琥珀のピアスだ。濃いハチミツ色のピアスはアリアの瞳の色と同じだった。スタークはそのピアスを見て、アリアの瞳を見た。
「アリアの瞳の色だ」
スタークは嬉しそうに思わず微笑んだ。
「なんか…ちょっと自分の瞳の色を身に付けさせるのはどうかと思ったんだけど…」
アリアは少し恥ずかしそうに笑う。
「それ、俺に言ってる?」
スタークは笑いながらアリアのネックレスを右手で触る。
「私は…嬉しかったから。このネックレス。あの時は、まだ友達として貰ったけど…」
スタークはクスッと笑う。
「…バカだな。友達にこんなの贈る男なんていないよ。これは俺のマーキングだよ。」
「…スタークって平気で嘘つくのね」
「うん。アリアを手に入れるためならね。…このピアス、めちゃくちゃ嬉しい」
スタークはピアスを手に取る。
「穴開けなきゃダメだけど、大丈夫?」
「ん、問題ない」
スタークはそう言って魔法で自分の耳にピアスを通した。
「似合う?」
「ん、ちょっと恥ずかしいけど、似合う」
「あリがとう」
スタークはそう言ってアリアを抱き寄せ、キスをした。
「…アリア、目を閉じて」
「?」
スタークはアリアの指に指輪を付けた。
「!」
アリアが目を開けると、左の薬指に大粒のダイヤモンドの入った品のある金の指輪がはめてある。月明かりに照らされ、ダイヤモンドがキラキラと輝いている。

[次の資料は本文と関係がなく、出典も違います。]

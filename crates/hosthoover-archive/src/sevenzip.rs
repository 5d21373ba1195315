//! 7z archives via the external `7z` tool

use std::collections::BTreeMap;
use std::path::{Path, PathBuf};

use async_trait::async_trait;
use hosthoover_exec::LocalExecutor;
use tracing::{debug, error, instrument};

use crate::error::ArchiveError;
use crate::tool;
use crate::traits::{ArchiveCodec, ArchiveWriter};
use crate::types::{ArchiveFormat, EntryList};

/// Binary names shipped by the various 7-Zip distributions
const SEVEN_ZIP_PROGRAMS: &[&str] = &["7z", "7za", "7zz"];

/// 7z codec
#[derive(Debug, Clone, Default)]
pub struct SevenZipCodec {
    /// Explicit program path, bypassing `PATH` lookup
    program: Option<PathBuf>,
}

impl SevenZipCodec {
    /// Create a codec that looks for 7-Zip on `PATH`
    #[must_use]
    pub fn new() -> Self {
        Self::default()
    }

    /// Use a specific 7-Zip binary
    #[must_use]
    pub fn with_program(mut self, program: impl Into<PathBuf>) -> Self {
        self.program = Some(program.into());
        self
    }

    fn resolve_program(&self) -> Option<PathBuf> {
        match &self.program {
            Some(path) => LocalExecutor::find_program(path),
            None => SEVEN_ZIP_PROGRAMS
                .iter()
                .find_map(|name| LocalExecutor::find_program(name)),
        }
    }
}

#[async_trait]
impl ArchiveCodec for SevenZipCodec {
    fn format(&self) -> ArchiveFormat {
        ArchiveFormat::SevenZip
    }

    async fn is_available(&self) -> bool {
        self.resolve_program().is_some()
    }

    async fn open(&self, destination: &Path) -> Result<Box<dyn ArchiveWriter>, ArchiveError> {
        let program = self
            .resolve_program()
            .ok_or_else(|| ArchiveError::UnsupportedFormat("7z (7-Zip not installed)".into()))?;
        Ok(Box::new(SevenZipWriter {
            program,
            destination: std::path::absolute(destination)?,
            entries: EntryList::new(),
        }))
    }
}

/// 7z archive under construction
#[derive(Debug)]
pub struct SevenZipWriter {
    program: PathBuf,
    destination: PathBuf,
    entries: EntryList,
}

#[async_trait]
impl ArchiveWriter for SevenZipWriter {
    fn add(&mut self, path: &Path) -> Result<(), ArchiveError> {
        self.entries.push(path)
    }

    #[instrument(skip(self), fields(destination = %self.destination.display()))]
    async fn finalize(self: Box<Self>) -> Result<PathBuf, ArchiveError> {
        let partial = tool::partial_path(&self.destination);
        tool::remove_existing(&partial).await?;

        match self.build(&partial).await {
            Ok(()) => {
                tool::publish(&partial, &self.destination).await?;
                Ok(self.destination)
            }
            Err(e) => {
                tool::discard(&partial).await;
                Err(e)
            }
        }
    }
}

impl SevenZipWriter {
    async fn build(&self, archive: &Path) -> Result<(), ArchiveError> {
        // 7z keeps relative paths as given, so each source directory is added
        // from inside that directory to store bare file names.
        let mut by_dir: BTreeMap<PathBuf, Vec<&str>> = BTreeMap::new();
        for (name, source) in self.entries.entries() {
            let dir = source
                .parent()
                .map_or_else(|| PathBuf::from("."), Path::to_path_buf);
            by_dir.entry(dir).or_default().push(name.as_str());
        }

        let program = self.program.to_string_lossy().to_string();
        for (dir, names) in by_dir {
            let list = tool::list_file(&names)?;
            let args = [
                "a".to_string(),
                "-t7z".to_string(),
                "-bd".to_string(),
                "-y".to_string(),
                "-scsUTF-8".to_string(),
                archive.to_string_lossy().to_string(),
                tool::list_arg(&list),
            ];

            let result = LocalExecutor::new()
                .with_current_dir(&dir)
                .run(&program, &args)
                .await
                .map_err(|e| ArchiveError::ExecutionError(e.to_string()))?;

            if !result.success() {
                error!(status = result.status, stderr = %result.stderr, "7z failed");
                return Err(ArchiveError::ToolFailed {
                    status: result.status,
                    message: result.combined_output(),
                });
            }
            debug!(dir = %dir.display(), files = names.len(), "added directory group to 7z archive");
        }
        Ok(())
    }
}

#[cfg(test)]
mod tests {
    use super::*;

    #[tokio::test]
    async fn test_missing_tool_is_unsupported() {
        let codec = SevenZipCodec::new().with_program("/nonexistent/bin/7z");
        assert!(!codec.is_available().await);

        let dir = tempfile::tempdir().unwrap();
        let result = crate::create_archive(&codec, &[], &dir.path().join("x.7z")).await;
        assert!(matches!(result, Err(ArchiveError::UnsupportedFormat(_))));
    }

    #[cfg(unix)]
    fn configs(dir: &Path, count: u8) -> Vec<PathBuf> {
        (1..=count)
            .map(|i| {
                let path = dir.join(format!("10.0.0.{i}_20240101-120000.cfg"));
                std::fs::write(&path, format!("hostname edge-{i}\n")).unwrap();
                path
            })
            .collect()
    }

    #[cfg(unix)]
    #[tokio::test]
    async fn test_non_executable_tool_is_unsupported() {
        use std::os::unix::fs::PermissionsExt;

        let dir = tempfile::tempdir().unwrap();
        let program = tool::fake_archiver(dir.path(), 0);
        std::fs::set_permissions(&program, std::fs::Permissions::from_mode(0o644)).unwrap();
        let codec = SevenZipCodec::new().with_program(&program);

        assert!(!codec.is_available().await);
        let result = crate::create_archive(&codec, &configs(dir.path(), 1), &dir.path().join("x.7z")).await;
        assert!(matches!(result, Err(ArchiveError::UnsupportedFormat(_))));
    }

    #[cfg(unix)]
    #[tokio::test]
    async fn test_entries_are_passed_in_a_list_file() {
        let dir = tempfile::tempdir().unwrap();
        let codec = SevenZipCodec::new().with_program(tool::fake_archiver(dir.path(), 0));
        let files = configs(dir.path(), 40);
        let dest = dir.path().join("backup.7z");

        let path = crate::create_archive(&codec, &files, &dest).await.unwrap();

        assert_eq!(path, dest);
        let listed = std::fs::read_to_string(&dest).unwrap();
        assert_eq!(listed.lines().count(), 40);
        assert!(listed.lines().all(|name| name.ends_with(".cfg") && !name.contains('/')));
        assert!(!tool::partial_path(&dest).exists());
    }

    #[cfg(unix)]
    #[tokio::test]
    async fn test_failed_tool_keeps_previous_archive() {
        let dir = tempfile::tempdir().unwrap();
        let codec = SevenZipCodec::new().with_program(tool::fake_archiver(dir.path(), 2));
        let dest = dir.path().join("backup.7z");
        std::fs::write(&dest, "previous run").unwrap();

        let result = crate::create_archive(&codec, &configs(dir.path(), 2), &dest).await;

        assert!(matches!(result, Err(ArchiveError::ToolFailed { status: 2, .. })));
        assert_eq!(std::fs::read_to_string(&dest).unwrap(), "previous run");
        assert!(!tool::partial_path(&dest).exists());
    }

    #[tokio::test]
    #[ignore = "requires 7-Zip"]
    async fn test_sevenzip_archive() {
        let dir = tempfile::tempdir().unwrap();
        let a = dir.path().join("10.0.0.1_20240101-120000.cfg");
        std::fs::write(&a, "hostname edge-1\n").unwrap();
        let dest = dir.path().join("backup.7z");

        for _ in 0..2 {
            let path = crate::create_archive(&SevenZipCodec::new(), std::slice::from_ref(&a), &dest)
                .await
                .unwrap();
            assert!(path.exists());
        }
        assert!(a.exists());
    }
}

「遅くなったけど、婚約指輪。これで君はもう逃げれないよ?」
スタークはそう言って笑った。
「あリがとう、素敵…!でもこれ…高そう。スターク誕生日なのに私がこんな高価な指輪をもらうなんてあべこべだわ」
アリアは満面の笑みでそう言って、自分の左手をじっと見つめている。
「カインにまた言われてしまうな。アリアにマーキングしすぎだって。俺はアリアのストーカーだから」
「うん。ずっとストーカーしてて」
アリアはそう言ってスタークの首に手を回し、背伸びをしてキスをした。
__この幸せがいつまでも続けばいいのに…。
口に出さない二人の気持ちが体温から伝わった。